Extracted data:
========

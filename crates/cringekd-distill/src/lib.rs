//! # cringekd-distill
//!
//! Knowledge-distillation training for the cringe classifier.
//!
//! A compact BERT-family *student* learns to imitate a larger teacher
//! model's soft probabilities over the fixed label schema, blending a
//! temperature-scaled KL divergence with multi-label binary cross-entropy:
//!
//! 1. [`StudentModel`]: pretrained encoder plus a fresh classification
//!    head, all parameters in a `VarMap` so they can be trained.
//! 2. [`DistillLoss`]: the KD objective; one scalar per batch.
//! 3. [`Trainer`]: shuffled epochs, AdamW steps, best checkpoint by lowest
//!    validation loss.
//! 4. [`Evaluator`]: sigmoid + threshold into a per-label and
//!    macro-averaged precision/recall/F1 report.
//! 5. [`export`]: config/tokenizer artifacts and `eval_metrics.json`.

pub mod batch;
pub mod eval;
pub mod export;
pub mod loss;
pub mod student;
pub mod trainer;

pub use eval::{Evaluator, LabelMetrics, MetricsReport};
pub use loss::{DistillLoss, DEFAULT_NORM_FLOOR};
pub use student::StudentModel;
pub use trainer::{TrainConfig, Trainer, TrainingStats};
/*!
 * Resume checkpoints.
 *
 * Every finished unit (chapter title, paragraph, chapter) gets a marker file
 * `<unit-stem>.done.json` next to its audio. The marker names the audio file,
 * stores the unit's stitched timing and a fingerprint of everything that
 * shaped the audio. A unit is only skipped on a later run when marker, audio
 * and fingerprint all agree.
 */

use anyhow::{Context, Result};
use log::{debug, warn};
use serde::{Deserialize, Serialize};
use sha2::{Digest, Sha256};
use std::io::Write;
use std::path::{Path, PathBuf};

use crate::timeline::TimedSegment;

/// Completion marker of one unit
#[derive(Debug, Clone, PartialEq, Eq, Serialize, Deserialize)]
pub struct UnitCheckpoint {
    /// File name of the unit audio, relative to the marker's directory
    pub audio_file: String,
    /// Fingerprint of voice, text and silence settings
    pub fingerprint: String,
    /// Stitched timing relative to the unit start
    pub segment: TimedSegment,
}

/// Fingerprint the inputs that determine a unit's audio
pub fn fingerprint(voice: &str, text: &str, silences_ms: &[u64]) -> String {
    let mut hasher = Sha256::new();
    hasher.update(voice.as_bytes());
    hasher.update([0u8]);
    hasher.update(text.as_bytes());
    hasher.update([0u8]);
    for silence in silences_ms {
        hasher.update(silence.to_le_bytes());
    }
    hasher
        .finalize()
        .iter()
        .map(|b| format!("{:02x}", b))
        .collect()
}

/// Marker path for a unit audio file: `dir/stem.flac` -> `dir/stem.done.json`
pub fn marker_path(audio_path: &Path) -> PathBuf {
    let stem = audio_path
        .file_stem()
        .map(|s| s.to_string_lossy().to_string())
        .unwrap_or_default();
    audio_path.with_file_name(format!("{}.done.json", stem))
}

impl UnitCheckpoint {
    pub fn new(audio_path: &Path, fingerprint: String, segment: TimedSegment) -> Self {
        Self {
            audio_file: audio_path
                .file_name()
                .map(|s| s.to_string_lossy().to_string())
                .unwrap_or_default(),
            fingerprint,
            segment,
        }
    }

    /// Load the checkpoint of `audio_path` if the unit is complete and current.
    ///
    /// Missing or unreadable markers, missing audio and fingerprint
    /// mismatches all mean "not complete".
    pub fn load_if_complete(audio_path: &Path, expected_fingerprint: &str) -> Option<Self> {
        let marker = marker_path(audio_path);
        let content = std::fs::read_to_string(&marker).ok()?;

        let checkpoint: UnitCheckpoint = match serde_json::from_str(&content) {
            Ok(checkpoint) => checkpoint,
            Err(e) => {
                warn!("Ignoring unreadable checkpoint {}: {}", marker.display(), e);
                return None;
            }
        };

        let audio_ok = std::fs::metadata(audio_path).map(|m| m.len() > 0).unwrap_or(false);
        if !audio_ok {
            debug!("Checkpoint {} has no audio, redoing unit", marker.display());
            return None;
        }

        if checkpoint.fingerprint != expected_fingerprint {
            warn!("Checkpoint {} is stale, redoing unit", marker.display());
            return None;
        }

        Some(checkpoint)
    }

    /// Write the marker for `audio_path` atomically
    pub fn store(&self, audio_path: &Path) -> Result<()> {
        let marker = marker_path(audio_path);
        let dir = marker
            .parent()
            .filter(|p| !p.as_os_str().is_empty())
            .unwrap_or_else(|| Path::new("."));

        let json = serde_json::to_string_pretty(self).context("Failed to serialize checkpoint")?;
        let mut tmp = tempfile::NamedTempFile::new_in(dir)
            .with_context(|| format!("Failed to create temporary checkpoint in {}", dir.display()))?;
        tmp.write_all(json.as_bytes())?;
        tmp.flush()?;
        tmp.persist(&marker)
            .with_context(|| format!("Failed to write checkpoint {}", marker.display()))?;
        Ok(())
    }

    /// Delete the marker of `audio_path`, if any
    pub fn remove(audio_path: &Path) -> Result<()> {
        let marker = marker_path(audio_path);
        match std::fs::remove_file(&marker) {
            Ok(()) => Ok(()),
            Err(e) if e.kind() == std::io::ErrorKind::NotFound => Ok(()),
            Err(e) => Err(e).with_context(|| format!("Failed to remove checkpoint {}", marker.display())),
        }
    }
}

========

What you will do: All lines above holding the word "update" make up the answer; copy each one.

Result for this exercise:
    hasher.update(voice.as_bytes());
    hasher.update([0u8]);
    hasher.update(text.as_bytes());
    hasher.update([0u8]);
        hasher.update(silence.to_le_bytes());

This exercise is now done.